Where have all our wild rivers gone?

Losing a precious resource

Since the retreat of the ice sheets and the return of humans to the British Isles about  10,000 years ago  the truly wild places have been in steady decline, even our highest mountains carry the scars of mining or quarrying or the erosive power of the trekkers boot. Our wild woodlands have all been managed in some way or another and this loss of wildness has been very keenly felt by the reduction of our wild rivers into shadows of their former wilful and winding glory. Where rivers have been allowed to continue along their sinuous courses there is much to enjoy but the evidence of human driven modification is all too very apparent.

What do rivers do?

Rain falls across all or part of a catchment, in time the rainwater gathers and collects into a channel which is joined by other tributaries as it flows eventually to the sea. Watercourse bring us water to drink, sustains plants and animals, allows us produce food, make things with, support biodiversity which makes our world work, regulates temperature, captures carbon and looks after our health and well-being. A river and its catchment is an easily understandable item of natural capital, it provides ecosystem services such as clean water and if we don’t look after them we will all be the poorer.

Clean water supply

Running water and the plant and animal community it supports  is a highly complex system,  it is able  process nutrients such as fallen leaves and other organic matter, reduce eutrophication impacts, sift sediments, capture carbon, reduce local temperatures and ultimately provide sufficient easily treatable  clean water for drinking and agriculture. A truly natural river system will be characterised by a highly complex river bed, riverside tree shade, diverse aquatic plant community, oxygenating features such as riffles and a structural variety of backwaters, slacks and meanders. This river will be replenished by a steady source of new water not only form rain but from its headwaters to create an average base flow to support aquatic life and leave a reserve to spare.  The loss of these features and functions reduces the rivers ability to produce clean water for people and wildlife.

Other factors

Agricultural improvement  

Since the 17th Century with the arrival of Dutch engineers in East Anglia marginal land has been drained and brought under the plough. The challenge of  cultivating low lying seasonally flooded land and of installing drainage for arable and food production has taken advantage of all forms of technical advance whether wind pump or steam excavator. By the 20th Century with mechanisation of agriculture the modification of the conveying networks of watercourses increased in complexity and extent.

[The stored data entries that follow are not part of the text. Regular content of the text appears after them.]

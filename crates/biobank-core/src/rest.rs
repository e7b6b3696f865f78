//! The REST collaborator seam.
//!
//! The domain model never speaks HTTP. Entity operations hand a relative
//! path, a verb and a JSON body to a [`RestClient`] and receive the JSON
//! reply. `biobank-client` provides the HTTP implementation.

use std::future::Future;

use serde_json::Value;

use crate::error::RestError;

/// Result type alias for REST calls.
pub type RestResult<T> = Result<T, RestError>;

/// Minimal verb set used by the entity classes.
///
/// Paths are relative (`users/42`); implementations resolve them against
/// their own base URL. Query pairs are encoded by the implementation.
pub trait RestClient {
    fn get(
        &self,
        path: &str,
        query: &[(&str, String)],
    ) -> impl Future<Output = RestResult<Value>> + Send;

    fn post(&self, path: &str, body: &Value) -> impl Future<Output = RestResult<Value>> + Send;

    fn put(&self, path: &str, body: &Value) -> impl Future<Output = RestResult<Value>> + Send;

    fn delete(&self, path: &str) -> impl Future<Output = RestResult<Value>> + Send;
}

/// Joins path segments with `/`, skipping empty ones.
pub fn path<I, S>(segments: I) -> String
where
    I: IntoIterator<Item = S>,
    S: AsRef<str>,
{
    segments
        .into_iter()
        .filter(|s| !s.as_ref().is_empty())
        .map(|s| s.as_ref().trim_matches('/').to_string())
        .collect::<Vec<_>>()
        .join("/")
}

#[cfg(test)]
mod tests {
    use super::*;

    #[test]
    fn path_joins_segments() {
        assert_eq!(path(["users", "42", "name"]), "users/42/name");
        assert_eq!(path(["/users/", "", "42"]), "users/42");
    }
}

For low-lying areas Acts of Parliament created Internal Drainage Boards who had powers to levy a local tax and carry out drainage maintenance. By the 1980’s millions of riverside trees had been removed, spawning river gravels removed by dredging, water courses straightened and many smaller streams put under in culvert. A culvert may resolve a land/water movement issue or create a simpler space above ground but is a purely hostile environment ecologically. It was somewhere at that time that a realisation of what harm had been done by this simplistic pursuit of a rivers as merely providers of drainage. The pace of improvement slowed and a much more complex and sensitive view has taken hold and slowly gains acceptance.

Obstacles to migration

The River Severn as it passes through Shropshire is a free navigation as it used to be an important trade route in the age before railways. Since then major locks have been installed downstream in Worcestershire and beyond, each lock is accompanied by a huge weir. These were some of the last obstacles to be constructed across the river but are the largest of over a thousand weirs which bar easy access upstream for our native migratory fish. Weirs are constructed for many reasons, for many their purpose has been forgotten. In an age where global pressures on our fish populations have increased these barriers are becoming even more of a challenge to cross and get to allow us to reach a tipping point to species recovery.

Barriers across rivers are not all bad and with reflection and imagination can become a positive feature along the river.  In Shropshire there are very remaining watermills still in operation. More watermill buildings still stand and in some cases the machinery and wheels hang still, but barely, since their last turning. Watermills served either farming or industry, a leat channel collected water from a weir arrested river, header reservoir or mill pool then released the water to either overshoot or undershoot the wheel. For some watermills such as the Dinham Mill in Ludlow a new future beckons as the wheel now turns a generator to produce electricity. At Dinham the weir represented a major obstacle to migratory fish such as the Atlantic salmon and Brown trout. A new fish pass has been installed to help. To top this it is a regular viewing spot for the local European otter”

Taming the flow

Our Shropshire canals are artificial waterways and as such they are examples of the water engineers art with locks, by-pass channels, reinforced banks, piling, aqueducts and sluices. This expressly man-made waterway supports its own wildlife community adapted to the structure and limits of a canals design. In part we can see similar construction solutions being used on our rivers, hard embankments to prevent erosion, rock armouring to protect bridge abutments, dredging to maintain conveyance but the inappropriate canalisation of a natural river reduces its functions and impoverishes its intrinsic value to us and wildlife. Natural solutions, green engineering or merely making space for a river and its floodplain are better options, more complex but deliver better results. Catchment and  river management is highly challenging and so it should be as there is so much to lose when we take a narrow view.